### What to work on
In the entries below, how many lines hold the string "InvalidConfig"? Answer with the number only.

Data records
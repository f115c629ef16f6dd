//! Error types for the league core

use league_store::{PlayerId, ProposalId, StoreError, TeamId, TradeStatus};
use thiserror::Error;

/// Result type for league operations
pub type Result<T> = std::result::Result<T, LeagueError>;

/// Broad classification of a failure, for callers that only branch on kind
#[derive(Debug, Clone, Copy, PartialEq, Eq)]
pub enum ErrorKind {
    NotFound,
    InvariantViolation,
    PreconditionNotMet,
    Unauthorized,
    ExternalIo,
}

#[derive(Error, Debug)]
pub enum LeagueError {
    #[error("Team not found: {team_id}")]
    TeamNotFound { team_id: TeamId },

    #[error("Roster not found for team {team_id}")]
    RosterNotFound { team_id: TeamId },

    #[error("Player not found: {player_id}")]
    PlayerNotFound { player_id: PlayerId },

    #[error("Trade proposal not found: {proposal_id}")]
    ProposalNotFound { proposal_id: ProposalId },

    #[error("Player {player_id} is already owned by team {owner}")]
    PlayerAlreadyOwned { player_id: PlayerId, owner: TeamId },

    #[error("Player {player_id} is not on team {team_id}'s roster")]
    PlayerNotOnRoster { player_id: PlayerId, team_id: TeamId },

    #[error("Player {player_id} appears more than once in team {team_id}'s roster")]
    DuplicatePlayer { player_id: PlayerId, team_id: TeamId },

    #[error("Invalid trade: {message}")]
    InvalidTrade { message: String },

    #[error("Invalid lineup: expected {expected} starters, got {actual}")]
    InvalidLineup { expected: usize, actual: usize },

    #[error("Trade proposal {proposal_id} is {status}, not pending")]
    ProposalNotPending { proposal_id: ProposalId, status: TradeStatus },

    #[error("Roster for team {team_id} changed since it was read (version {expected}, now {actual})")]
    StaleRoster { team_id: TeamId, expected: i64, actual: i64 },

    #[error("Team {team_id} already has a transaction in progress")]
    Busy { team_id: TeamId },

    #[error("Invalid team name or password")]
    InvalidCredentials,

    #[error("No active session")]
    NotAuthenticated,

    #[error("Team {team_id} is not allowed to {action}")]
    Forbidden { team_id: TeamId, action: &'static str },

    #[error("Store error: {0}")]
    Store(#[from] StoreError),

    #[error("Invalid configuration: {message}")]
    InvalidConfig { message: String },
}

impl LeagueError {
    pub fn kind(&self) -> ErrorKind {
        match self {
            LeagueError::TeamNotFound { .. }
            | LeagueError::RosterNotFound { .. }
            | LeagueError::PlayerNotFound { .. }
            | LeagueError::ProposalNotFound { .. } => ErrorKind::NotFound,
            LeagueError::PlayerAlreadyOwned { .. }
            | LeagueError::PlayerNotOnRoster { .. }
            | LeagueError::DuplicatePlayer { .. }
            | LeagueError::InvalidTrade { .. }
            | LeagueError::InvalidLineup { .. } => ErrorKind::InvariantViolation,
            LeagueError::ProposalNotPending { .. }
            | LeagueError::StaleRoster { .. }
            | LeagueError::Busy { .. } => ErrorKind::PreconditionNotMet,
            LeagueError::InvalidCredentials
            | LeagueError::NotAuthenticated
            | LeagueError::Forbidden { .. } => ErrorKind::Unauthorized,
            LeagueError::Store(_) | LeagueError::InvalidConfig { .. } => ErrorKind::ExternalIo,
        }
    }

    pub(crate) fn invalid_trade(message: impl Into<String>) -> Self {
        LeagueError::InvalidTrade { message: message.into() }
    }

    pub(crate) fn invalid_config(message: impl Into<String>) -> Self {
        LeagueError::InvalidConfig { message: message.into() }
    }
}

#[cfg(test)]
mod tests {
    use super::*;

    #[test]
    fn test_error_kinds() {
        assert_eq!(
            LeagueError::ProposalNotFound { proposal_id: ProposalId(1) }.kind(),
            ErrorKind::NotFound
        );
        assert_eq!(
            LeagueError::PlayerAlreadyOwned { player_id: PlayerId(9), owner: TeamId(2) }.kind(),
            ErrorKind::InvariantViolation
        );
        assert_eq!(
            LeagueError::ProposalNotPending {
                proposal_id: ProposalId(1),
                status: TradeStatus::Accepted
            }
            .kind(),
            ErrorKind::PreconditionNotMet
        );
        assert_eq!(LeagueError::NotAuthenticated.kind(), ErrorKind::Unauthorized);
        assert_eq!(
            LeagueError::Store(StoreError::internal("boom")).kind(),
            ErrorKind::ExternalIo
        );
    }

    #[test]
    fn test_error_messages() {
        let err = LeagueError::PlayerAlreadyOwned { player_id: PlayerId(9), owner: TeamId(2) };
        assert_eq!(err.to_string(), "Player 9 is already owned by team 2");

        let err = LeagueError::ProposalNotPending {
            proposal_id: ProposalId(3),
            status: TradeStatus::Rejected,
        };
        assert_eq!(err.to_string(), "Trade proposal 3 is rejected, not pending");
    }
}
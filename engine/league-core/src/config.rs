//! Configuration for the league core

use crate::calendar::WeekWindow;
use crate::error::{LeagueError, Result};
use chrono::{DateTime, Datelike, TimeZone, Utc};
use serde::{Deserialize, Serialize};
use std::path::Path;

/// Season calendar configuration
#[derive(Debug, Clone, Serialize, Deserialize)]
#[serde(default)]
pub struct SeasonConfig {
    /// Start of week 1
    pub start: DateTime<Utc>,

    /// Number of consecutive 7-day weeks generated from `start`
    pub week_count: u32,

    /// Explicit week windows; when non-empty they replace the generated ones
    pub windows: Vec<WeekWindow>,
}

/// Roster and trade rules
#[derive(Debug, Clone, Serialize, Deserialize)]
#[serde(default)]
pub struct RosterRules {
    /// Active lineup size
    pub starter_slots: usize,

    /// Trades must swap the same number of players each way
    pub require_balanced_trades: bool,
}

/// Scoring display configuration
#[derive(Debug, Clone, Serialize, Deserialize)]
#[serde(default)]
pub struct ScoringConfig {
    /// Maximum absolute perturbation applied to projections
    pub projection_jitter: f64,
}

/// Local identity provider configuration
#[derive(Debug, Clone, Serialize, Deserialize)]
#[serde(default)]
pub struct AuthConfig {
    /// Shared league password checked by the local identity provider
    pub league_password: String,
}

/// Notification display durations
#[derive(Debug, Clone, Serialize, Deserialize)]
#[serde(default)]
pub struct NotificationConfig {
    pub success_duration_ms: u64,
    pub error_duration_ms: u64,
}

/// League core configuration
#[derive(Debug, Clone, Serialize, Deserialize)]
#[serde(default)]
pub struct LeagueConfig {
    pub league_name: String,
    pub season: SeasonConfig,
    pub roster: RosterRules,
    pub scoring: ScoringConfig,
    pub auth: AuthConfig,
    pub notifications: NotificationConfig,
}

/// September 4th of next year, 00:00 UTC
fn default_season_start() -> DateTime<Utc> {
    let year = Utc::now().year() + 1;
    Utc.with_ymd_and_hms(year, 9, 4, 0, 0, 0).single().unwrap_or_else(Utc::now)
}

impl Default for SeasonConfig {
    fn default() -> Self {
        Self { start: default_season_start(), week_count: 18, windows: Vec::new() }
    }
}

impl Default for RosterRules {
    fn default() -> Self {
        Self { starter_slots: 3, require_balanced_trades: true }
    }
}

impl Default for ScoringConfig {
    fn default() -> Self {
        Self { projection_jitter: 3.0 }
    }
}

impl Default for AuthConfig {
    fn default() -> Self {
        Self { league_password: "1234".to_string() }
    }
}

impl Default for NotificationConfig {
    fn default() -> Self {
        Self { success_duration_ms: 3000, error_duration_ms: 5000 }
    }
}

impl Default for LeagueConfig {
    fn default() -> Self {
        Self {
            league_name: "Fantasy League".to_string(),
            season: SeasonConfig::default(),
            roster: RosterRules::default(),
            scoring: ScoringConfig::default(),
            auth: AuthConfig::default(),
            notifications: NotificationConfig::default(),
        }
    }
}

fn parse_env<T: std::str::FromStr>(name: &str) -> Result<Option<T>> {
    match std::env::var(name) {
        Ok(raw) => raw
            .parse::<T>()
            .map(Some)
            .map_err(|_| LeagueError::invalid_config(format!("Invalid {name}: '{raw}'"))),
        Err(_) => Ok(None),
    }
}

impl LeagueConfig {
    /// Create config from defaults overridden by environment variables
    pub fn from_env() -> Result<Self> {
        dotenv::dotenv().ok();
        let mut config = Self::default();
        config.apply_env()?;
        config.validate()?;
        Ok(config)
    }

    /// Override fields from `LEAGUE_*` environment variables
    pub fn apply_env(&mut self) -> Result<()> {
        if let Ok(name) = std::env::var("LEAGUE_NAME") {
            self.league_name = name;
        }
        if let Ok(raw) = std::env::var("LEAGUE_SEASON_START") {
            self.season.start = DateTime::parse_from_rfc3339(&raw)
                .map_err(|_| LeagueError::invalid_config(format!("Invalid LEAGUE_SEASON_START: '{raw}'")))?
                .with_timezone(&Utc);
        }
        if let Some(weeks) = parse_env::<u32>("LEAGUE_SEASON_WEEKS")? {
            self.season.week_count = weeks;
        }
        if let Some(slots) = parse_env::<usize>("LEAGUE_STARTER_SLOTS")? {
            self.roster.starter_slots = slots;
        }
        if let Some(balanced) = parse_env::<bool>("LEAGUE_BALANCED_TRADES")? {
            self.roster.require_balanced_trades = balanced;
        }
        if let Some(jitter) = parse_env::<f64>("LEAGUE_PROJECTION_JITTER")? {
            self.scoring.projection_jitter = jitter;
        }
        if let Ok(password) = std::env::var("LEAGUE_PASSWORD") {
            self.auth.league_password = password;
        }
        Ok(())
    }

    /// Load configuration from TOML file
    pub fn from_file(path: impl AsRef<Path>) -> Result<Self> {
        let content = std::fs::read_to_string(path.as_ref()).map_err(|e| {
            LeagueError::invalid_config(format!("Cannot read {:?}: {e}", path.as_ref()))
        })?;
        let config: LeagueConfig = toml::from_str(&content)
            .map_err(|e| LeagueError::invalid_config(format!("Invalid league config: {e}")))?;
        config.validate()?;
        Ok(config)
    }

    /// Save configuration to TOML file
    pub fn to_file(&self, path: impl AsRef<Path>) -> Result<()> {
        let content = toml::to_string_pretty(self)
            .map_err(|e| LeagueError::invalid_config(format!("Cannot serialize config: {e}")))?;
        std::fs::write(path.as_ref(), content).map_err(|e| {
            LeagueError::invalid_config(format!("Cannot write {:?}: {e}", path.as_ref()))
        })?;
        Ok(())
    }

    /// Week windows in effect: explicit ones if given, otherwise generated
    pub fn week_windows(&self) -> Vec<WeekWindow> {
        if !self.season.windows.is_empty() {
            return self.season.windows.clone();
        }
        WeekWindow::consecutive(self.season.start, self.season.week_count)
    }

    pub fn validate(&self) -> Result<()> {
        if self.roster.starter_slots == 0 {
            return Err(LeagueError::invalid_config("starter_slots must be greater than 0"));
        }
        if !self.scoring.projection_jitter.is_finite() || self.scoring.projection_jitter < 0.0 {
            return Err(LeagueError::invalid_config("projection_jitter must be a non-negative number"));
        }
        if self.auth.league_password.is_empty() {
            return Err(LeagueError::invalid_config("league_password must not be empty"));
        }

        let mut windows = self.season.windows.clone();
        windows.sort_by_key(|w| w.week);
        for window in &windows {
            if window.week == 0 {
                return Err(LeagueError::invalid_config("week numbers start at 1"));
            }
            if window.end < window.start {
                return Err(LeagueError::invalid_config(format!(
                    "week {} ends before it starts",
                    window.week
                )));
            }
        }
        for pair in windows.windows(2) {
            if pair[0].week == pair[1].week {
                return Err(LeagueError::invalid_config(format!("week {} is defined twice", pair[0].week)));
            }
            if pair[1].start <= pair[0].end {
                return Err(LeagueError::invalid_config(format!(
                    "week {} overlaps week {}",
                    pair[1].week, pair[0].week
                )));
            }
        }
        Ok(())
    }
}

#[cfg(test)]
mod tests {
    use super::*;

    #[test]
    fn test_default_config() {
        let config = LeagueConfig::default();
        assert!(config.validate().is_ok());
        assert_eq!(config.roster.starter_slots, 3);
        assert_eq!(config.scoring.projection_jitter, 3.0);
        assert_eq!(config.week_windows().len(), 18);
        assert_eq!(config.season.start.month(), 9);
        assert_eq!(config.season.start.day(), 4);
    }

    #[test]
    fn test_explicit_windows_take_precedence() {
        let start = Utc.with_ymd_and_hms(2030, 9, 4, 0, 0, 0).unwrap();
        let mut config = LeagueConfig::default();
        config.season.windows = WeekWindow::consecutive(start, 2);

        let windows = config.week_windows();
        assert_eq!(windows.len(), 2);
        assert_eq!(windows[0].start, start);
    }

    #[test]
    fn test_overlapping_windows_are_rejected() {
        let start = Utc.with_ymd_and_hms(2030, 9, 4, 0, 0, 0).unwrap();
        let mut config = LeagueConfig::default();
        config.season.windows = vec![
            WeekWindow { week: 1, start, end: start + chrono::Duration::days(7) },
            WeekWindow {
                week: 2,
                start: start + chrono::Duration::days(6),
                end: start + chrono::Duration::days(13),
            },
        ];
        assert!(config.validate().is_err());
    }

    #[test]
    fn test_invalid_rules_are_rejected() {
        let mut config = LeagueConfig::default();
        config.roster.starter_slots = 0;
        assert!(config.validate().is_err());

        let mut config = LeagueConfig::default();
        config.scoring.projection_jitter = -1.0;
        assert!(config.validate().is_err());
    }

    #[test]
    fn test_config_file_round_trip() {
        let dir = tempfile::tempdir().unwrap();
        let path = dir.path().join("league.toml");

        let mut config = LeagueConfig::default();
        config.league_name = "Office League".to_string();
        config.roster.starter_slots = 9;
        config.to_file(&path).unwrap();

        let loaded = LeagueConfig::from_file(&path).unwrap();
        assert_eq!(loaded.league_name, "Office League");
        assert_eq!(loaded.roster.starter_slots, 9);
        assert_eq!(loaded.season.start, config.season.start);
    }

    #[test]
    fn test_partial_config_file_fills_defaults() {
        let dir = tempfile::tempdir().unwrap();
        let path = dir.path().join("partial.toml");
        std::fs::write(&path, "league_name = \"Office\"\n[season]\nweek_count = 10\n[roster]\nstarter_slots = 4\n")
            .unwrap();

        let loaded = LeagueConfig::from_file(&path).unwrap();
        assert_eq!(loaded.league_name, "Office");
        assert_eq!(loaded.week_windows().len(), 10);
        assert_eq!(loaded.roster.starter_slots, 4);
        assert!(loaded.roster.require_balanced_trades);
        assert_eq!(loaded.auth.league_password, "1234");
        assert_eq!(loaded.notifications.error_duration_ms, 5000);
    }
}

### Answer to the problem
3